Musto suggested it was “difficult to conclude that in order to protect the lives of Afghan and Iraqi civilians and detainees it was necessary for Manning to obtain cables pertaining to entirely unrelated matters,” like for example a cable about Canadian television stereotypes of Americans.

Joshua Blum and Lex Gill, Manning’s attorneys, described the IRB’s decision as one filled with “legal errors.” They argued the provision was interpreted in a manner that was “overbroad" and criminalized whistleblowing.

Yet despite losing, there were positive aspects to the IRB’s ruling. Humphreys reported, “The IRB rejected the Canada Border Service Agency’s ‘alarming argument’ that releasing information to the media could constitute communication to a foreign entity or terrorist group.”

For what it’s worth, US military prosecutors argued Manning aided terrorists, particularly al Qaida, when she released documents to WikiLeaks. But a military judge acquitted her of the charge of “aiding the enemy” at her trial.

Musto disagreed with the Canadian government’s claim that the Security of Information Act of Canada was similar to the US Espionage Act.

“Under Ottawa’s position, any public reporting by news media of whistleblower information that could be read by a terrorist or foreign government was liable to prosecution,” Humphreys wrote. “Instead, Musto said the obvious intent was to punish direct and purposeful leaking to these groups, not incidental.”

The IRB rejected this position. “Disclosing documents to Wikileaks would not constitute an offense in the Canadian statute. In order for the Canadian offense to be committed, the information must be communicated to a foreign entity or terrorist group. The [immigration minister] has not established that WikiLeaks is either one or the other.”

It is unclear from Canadian news media what statements about WikiLeaks were made to the IRB, but it is remarkable that the adjudicator did not claim WikiLeaks is a non-state hostile intelligence agency. That is the official position within much of the US government, and the Justice Department is still pursuing WikiLeaks founder Julian Assange’s extradition for publishing documents from Manning.

Musto said the Canadian government’s handling of Manning’s immigration file was “somewhat puzzling.”

Previously, Humphreys reported that the Canadian government urged the IRB to allow Manning to attend the hearing last October so they could deport her when they won.

“The purpose of a removal order is to compel an individual who is found to be inadmissible to leave Canada. Should the [IRB] issue a removal order against an individual who does not attend their hearing from a location in Canada,” the government argued.

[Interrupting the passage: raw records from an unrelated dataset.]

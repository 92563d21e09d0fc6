//! Comment-based disable directives.
//!
//! Supports directives like:
//! ```text
//! {% comment %}theme-check-disable UnusedAssign, TemplateLength{% endcomment %}
//! ...
//! {% comment %}theme-check-enable UnusedAssign{% endcomment %}
//! ```
//!
//! A directive without check names applies to every check. A range left
//! open runs to the end of the template.

use std::collections::BTreeMap;

use crate::node::{Node, Span};

const DISABLE_PREFIX: &str = "theme-check-disable";
const ENABLE_PREFIX: &str = "theme-check-enable";

/// Parsed disable/enable directive.
#[derive(Debug, Clone, PartialEq, Eq)]
pub enum Directive {
    /// Checks to disable; empty means all.
    Disable(Vec<String>),
    /// Checks to re-enable; empty means all.
    Enable(Vec<String>),
}

/// Parses the body of a `comment` tag into a directive.
#[must_use]
pub fn parse_directive(body: &str) -> Option<Directive> {
    let body = body.trim();
    let (rest, disable) = if let Some(rest) = body.strip_prefix(DISABLE_PREFIX) {
        (rest, true)
    } else if let Some(rest) = body.strip_prefix(ENABLE_PREFIX) {
        (rest, false)
    } else {
        return None;
    };

    // `theme-check-disabled` is not a directive
    if rest.chars().next().is_some_and(|c| !c.is_whitespace() && c != ',') {
        return None;
    }

    let names: Vec<String> = rest
        .split(|c: char| c == ',' || c.is_whitespace())
        .filter(|s| !s.is_empty())
        .map(String::from)
        .collect();

    Some(if disable {
        Directive::Disable(names)
    } else {
        Directive::Enable(names)
    })
}

/// Source ranges in which checks are disabled, keyed by check name
/// (`None` for all checks).
#[derive(Debug, Clone, Default, PartialEq, Eq)]
pub struct DisabledRanges {
    ranges: Vec<(Option<String>, Span)>,
}

impl DisabledRanges {
    /// Collects the ranges declared by `comment` tags in a parsed template.
    #[must_use]
    pub fn from_template(root: &Node, source: &str) -> Self {
        let mut open: BTreeMap<Option<String>, usize> = BTreeMap::new();
        let mut ranges = Vec::new();

        for node in root.descendants().filter(|n| n.type_name() == "comment") {
            let body: String = node
                .children()
                .iter()
                .map(|child| child.source(source))
                .collect();
            let Some(directive) = parse_directive(&body) else {
                continue;
            };
            let at = node.span().start;

            match directive {
                Directive::Disable(names) if names.is_empty() => {
                    open.entry(None).or_insert(at);
                }
                Directive::Disable(names) => {
                    for name in names {
                        open.entry(Some(name)).or_insert(at);
                    }
                }
                Directive::Enable(names) if names.is_empty() => {
                    for (check, start) in std::mem::take(&mut open) {
                        ranges.push((check, Span::new(start, at)));
                    }
                }
                Directive::Enable(names) => {
                    for name in names {
                        if let Some(start) = open.remove(&Some(name.clone())) {
                            ranges.push((Some(name), Span::new(start, at)));
                        }
                    }
                }
            }
        }

        for (check, start) in open {
            ranges.push((check, Span::new(start, source.len())));
        }

        Self { ranges }
    }

    /// Returns true when `check` is disabled at byte `offset`.
    #[must_use]
    pub fn is_disabled(&self, check: &str, offset: usize) -> bool {
        self.ranges.iter().any(|(name, span)| {
            name.as_deref().map_or(true, |n| n == check)
                && span.start <= offset
                && offset <= span.end
        })
    }

    /// Returns true when no ranges were declared.
    #[must_use]
    pub fn is_empty(&self) -> bool {
        self.ranges.is_empty()
    }
}

#[cfg(test)]
mod tests {
    use super::*;
    use crate::parser::parse;

    fn ranges(source: &str) -> DisabledRanges {
        DisabledRanges::from_template(&parse(source).unwrap(), source)
    }

    #[test]
    fn test_parse_directive() {
        assert_eq!(
            parse_directive(" theme-check-disable A, B "),
            Some(Directive::Disable(vec!["A".into(), "B".into()]))
        );
        assert_eq!(
            parse_directive("theme-check-enable"),
            Some(Directive::Enable(vec![]))
        );
        assert_eq!(parse_directive("theme-check-disabled"), None);
        assert_eq!(parse_directive("just a comment"), None);
    }

    #[test]
    fn named_range_ends_at_enable() {
        let source = "{% comment %}theme-check-disable A{% endcomment %}x\
                      {% comment %}theme-check-enable A{% endcomment %}y";
        let r = ranges(source);
        let x = source.find('x').unwrap();
        let y = source.find('y').unwrap();
        assert!(r.is_disabled("A", x));
        assert!(!r.is_disabled("B", x));
        assert!(!r.is_disabled("A", y));
    }

    #[test]
    fn unnamed_disable_runs_to_end() {
        let source = "a{% comment %}theme-check-disable{% endcomment %}b";
        let r = ranges(source);
        assert!(!r.is_disabled("A", 0));
        assert!(r.is_disabled("A", source.len() - 1));
        assert!(r.is_disabled("B", source.len() - 1));
    }

    #[test]
    fn ordinary_comments_declare_nothing() {
        assert!(ranges("{% comment %}hello{% endcomment %}").is_empty());
    }
}
//! Settings file contents: reserved keys plus per-check option slices.

use serde_yaml::{Mapping, Value};
use std::collections::BTreeMap;
use std::path::{Path, PathBuf};

use super::ConfigError;
use crate::types::{Category, Severity};

/// Options for a single check (`enabled`, `severity`, `category`, plus
/// check-specific keys).
#[derive(Debug, Clone, Default, PartialEq)]
pub struct CheckSettings {
    values: Mapping,
}

impl CheckSettings {
    /// Creates an empty slice.
    #[must_use]
    pub fn new() -> Self {
        Self::default()
    }

    /// Sets a key, returning the updated slice.
    #[must_use]
    pub fn with(mut self, key: &str, value: impl Into<Value>) -> Self {
        self.set(key, value);
        self
    }

    /// Sets a key.
    pub fn set(&mut self, key: &str, value: impl Into<Value>) {
        self.values.insert(Value::from(key), value.into());
    }

    /// Raw value of a key.
    #[must_use]
    pub fn get(&self, key: &str) -> Option<&Value> {
        self.values.get(key)
    }

    /// Keys present in this slice.
    pub fn keys(&self) -> impl Iterator<Item = &str> {
        self.values.keys().filter_map(Value::as_str)
    }

    /// Number of keys.
    #[must_use]
    pub fn len(&self) -> usize {
        self.values.len()
    }

    /// Returns true when no keys are set.
    #[must_use]
    pub fn is_empty(&self) -> bool {
        self.values.is_empty()
    }

    /// The `enabled` flag, if set.
    #[must_use]
    pub fn enabled(&self) -> Option<bool> {
        self.get("enabled").and_then(Value::as_bool)
    }

    /// The `severity` override, if set to a known severity.
    #[must_use]
    pub fn severity(&self) -> Option<Severity> {
        self.get("severity")
            .and_then(Value::as_str)
            .and_then(|s| s.parse().ok())
    }

    /// The `category` tag, if set to a known category.
    #[must_use]
    pub fn category(&self) -> Option<Category> {
        self.get("category")
            .and_then(Value::as_str)
            .and_then(|s| s.parse().ok())
    }

    /// Gets an option value as a specific type.
    #[must_use]
    pub fn get_option<T: serde::de::DeserializeOwned>(&self, key: &str) -> Option<T> {
        self.get(key)
            .and_then(|v| serde_yaml::from_value(v.clone()).ok())
    }

    /// Gets a boolean option with a default value.
    #[must_use]
    pub fn get_bool(&self, key: &str, default: bool) -> bool {
        self.get(key).and_then(Value::as_bool).unwrap_or(default)
    }

    /// Gets an integer option with a default value.
    #[must_use]
    pub fn get_int(&self, key: &str, default: i64) -> i64 {
        self.get(key).and_then(Value::as_i64).unwrap_or(default)
    }

    /// Gets a string option with a default value.
    #[must_use]
    pub fn get_str<'a>(&'a self, key: &str, default: &'a str) -> &'a str {
        self.get(key).and_then(Value::as_str).unwrap_or(default)
    }

    /// Gets a string array option.
    #[must_use]
    pub fn get_str_array(&self, key: &str) -> Vec<String> {
        self.get(key)
            .and_then(Value::as_sequence)
            .map(|seq| {
                seq.iter()
                    .filter_map(|v| v.as_str().map(String::from))
                    .collect()
            })
            .unwrap_or_default()
    }

    /// Checks the reserved keys hold usable values, so a typo never
    /// silently falls back to the defaults.
    ///
    /// # Errors
    ///
    /// Returns an error naming `<check>.<key>` when `enabled` is not a
    /// boolean or `severity`/`category` is not a known name.
    pub fn validate(&self, check: &str) -> Result<(), ConfigError> {
        if let Some(value) = self.get("enabled") {
            if !value.is_bool() {
                return Err(ConfigError::invalid(
                    format!("{check}.enabled"),
                    "expected true or false",
                ));
            }
        }
        if let Some(value) = self.get("severity") {
            value
                .as_str()
                .and_then(|s| s.parse::<Severity>().ok())
                .ok_or_else(|| {
                    ConfigError::invalid(
                        format!("{check}.severity"),
                        "expected one of error, suggestion, style",
                    )
                })?;
        }
        if let Some(value) = self.get("category") {
            value
                .as_str()
                .and_then(|s| s.parse::<Category>().ok())
                .ok_or_else(|| {
                    ConfigError::invalid(
                        format!("{check}.category"),
                        "expected one of liquid, json, translation",
                    )
                })?;
        }
        Ok(())
    }

    /// Overwrites keys present in `overrides`; other keys are kept.
    ///
    /// The merge is shallow: a nested mapping in `overrides` replaces the
    /// whole value.
    pub fn merge(&mut self, overrides: &Self) {
        for (key, value) in &overrides.values {
            self.values.insert(key.clone(), value.clone());
        }
    }
}

/// Parsed contents of a settings file.
#[derive(Debug, Clone, Default, PartialEq)]
pub struct Settings {
    /// `root`: analysis root, relative to the settings file.
    pub root: Option<PathBuf>,
    /// `require`: custom check definition files, relative to the settings file.
    pub require: Vec<PathBuf>,
    /// `ignore`: glob patterns of theme files to skip.
    pub ignore: Vec<String>,
    /// Per-check slices keyed by check name.
    pub checks: BTreeMap<String, CheckSettings>,
}

impl Settings {
    /// Reads and parses a settings file.
    ///
    /// # Errors
    ///
    /// Returns an error if the file cannot be read or is not a valid
    /// settings mapping.
    pub fn from_file(path: &Path) -> Result<Self, ConfigError> {
        let content = std::fs::read_to_string(path).map_err(|e| ConfigError::Io {
            path: path.to_path_buf(),
            source: e,
        })?;
        Self::parse_with_origin(&content, &path.display().to_string())
    }

    /// Parses settings from a YAML string. Empty input yields empty settings.
    ///
    /// # Errors
    ///
    /// Returns an error if the YAML is invalid or has the wrong shape.
    pub fn parse(content: &str) -> Result<Self, ConfigError> {
        Self::parse_with_origin(content, "<settings>")
    }

    fn parse_with_origin(content: &str, origin: &str) -> Result<Self, ConfigError> {
        let value: Value = serde_yaml::from_str(content).map_err(|e| ConfigError::Parse {
            origin: origin.to_string(),
            message: e.to_string(),
        })?;
        match value {
            Value::Null => Ok(Self::default()),
            Value::Mapping(mapping) => Self::from_mapping(mapping),
            _ => Err(ConfigError::Parse {
                origin: origin.to_string(),
                message: "expected a mapping at the top level".to_string(),
            }),
        }
    }

    /// Builds settings from an already-parsed mapping.
    ///
    /// # Errors
    ///
    /// Returns an error when a reserved key or a check slice has the
    /// wrong shape.
    pub fn from_mapping(mapping: Mapping) -> Result<Self, ConfigError> {
        let mut settings = Self::default();

        for (key, value) in mapping {
            let Some(key) = key.as_str().map(str::to_string) else {
                return Err(ConfigError::invalid(
                    format!("{key:?}"),
                    "keys must be strings",
                ));
            };
            match key.as_str() {
                "root" => {
                    let root = value
                        .as_str()
                        .ok_or_else(|| ConfigError::invalid("root", "expected a path"))?;
                    settings.root = Some(PathBuf::from(root));
                }
                "require" => {
                    settings.require = string_list("require", &value)?
                        .into_iter()
                        .map(PathBuf::from)
                        .collect();
                }
                "ignore" => settings.ignore = string_list("ignore", &value)?,
                _ => {
                    let slice = match value {
                        Value::Null => CheckSettings::default(),
                        Value::Mapping(values) => CheckSettings { values },
                        _ => {
                            return Err(ConfigError::invalid(
                                key,
                                "expected a mapping of check options",
                            ))
                        }
                    };
                    slice.validate(&key)?;
                    settings.checks.insert(key, slice);
                }
            }
        }

        Ok(settings)
    }

    /// Returns true when the file set nothing at all.
    #[must_use]
    pub fn is_empty(&self) -> bool {
        self == &Self::default()
    }
}

fn string_list(key: &str, value: &Value) -> Result<Vec<String>, ConfigError> {
    let seq = match value {
        Value::Null => return Ok(Vec::new()),
        Value::String(single) => return Ok(vec![single.clone()]),
        Value::Sequence(seq) => seq,
        _ => return Err(ConfigError::invalid(key, "expected a list of strings")),
    };
    seq.iter()
        .map(|v| {
            v.as_str()
                .map(String::from)
                .ok_or_else(|| ConfigError::invalid(key, "expected a list of strings"))
        })
        .collect()
}
//! YAML deserialization types (DTO layer).
//!
//! These types exist solely for serde deserialization.
//! They are converted to domain model types via the loader.

use serde::Deserialize;

/// Raw YAML representation of a custom check definition.
///
/// ```yaml
/// name: NoInlineStyles
/// category: liquid
/// severity: style
/// message: Move inline styles to a stylesheet
/// pattern: 'style="[^"]*"'
/// node_types: [text]
/// ```
#[derive(Debug, Clone, Deserialize)]
#[serde(deny_unknown_fields)]
pub struct CustomCheckDto {
    /// Check name, used as the settings key.
    pub name: String,
    /// Category string (`liquid`, `json`, `translation`).
    pub category: String,
    /// One-line description for `list-checks`.
    #[serde(default)]
    pub description: Option<String>,
    /// Severity (default: "suggestion").
    #[serde(default = "default_severity_str")]
    pub severity: String,
    /// Offense message.
    pub message: String,
    /// Regular expression matched against node source.
    pub pattern: String,
    /// Node type names to scan (default: `[text]`).
    #[serde(default = "default_node_types")]
    pub node_types: Vec<String>,
}

/// A definition file holding several checks under a `checks` key.
#[derive(Debug, Clone, Deserialize)]
#[serde(deny_unknown_fields)]
pub struct CheckListDto {
    /// The definitions.
    pub checks: Vec<CustomCheckDto>,
}

fn default_severity_str() -> String {
    "suggestion".to_string()
}

fn default_node_types() -> Vec<String> {
    vec!["text".to_string()]
}

#[cfg(test)]
mod tests {
    use super::*;

    #[test]
    fn defaults_apply_to_optional_fields() {
        let dto: CustomCheckDto =
            serde_yaml::from_str("name: A\ncategory: liquid\nmessage: m\npattern: x\n").unwrap();
        assert_eq!(dto.severity, "suggestion");
        assert_eq!(dto.node_types, vec!["text"]);
        assert!(dto.description.is_none());
    }

    #[test]
    fn unknown_fields_are_rejected() {
        let result: Result<CustomCheckDto, _> = serde_yaml::from_str(
            "name: A\ncategory: liquid\nmessage: m\npattern: x\npatern: y\n",
        );
        assert!(result.is_err());
    }

    #[test]
    fn check_list_parses() {
        let dto: CheckListDto = serde_yaml::from_str(
            "checks:\n  - name: A\n    category: liquid\n    message: m\n    pattern: x\n",
        )
        .unwrap();
        assert_eq!(dto.checks.len(), 1);
    }
}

Musto saw through this preposterous request from Sean Fraser, who is the immigration minister. She made it clear the law was intended to prevent people barred from the country from being there.

An individual did not have to be in Canada for the government to enforce an IRB decision, especially since the ruling would also mean Manning could not travel to the country for speaking engagements or to visit friends, and that would require enforcement.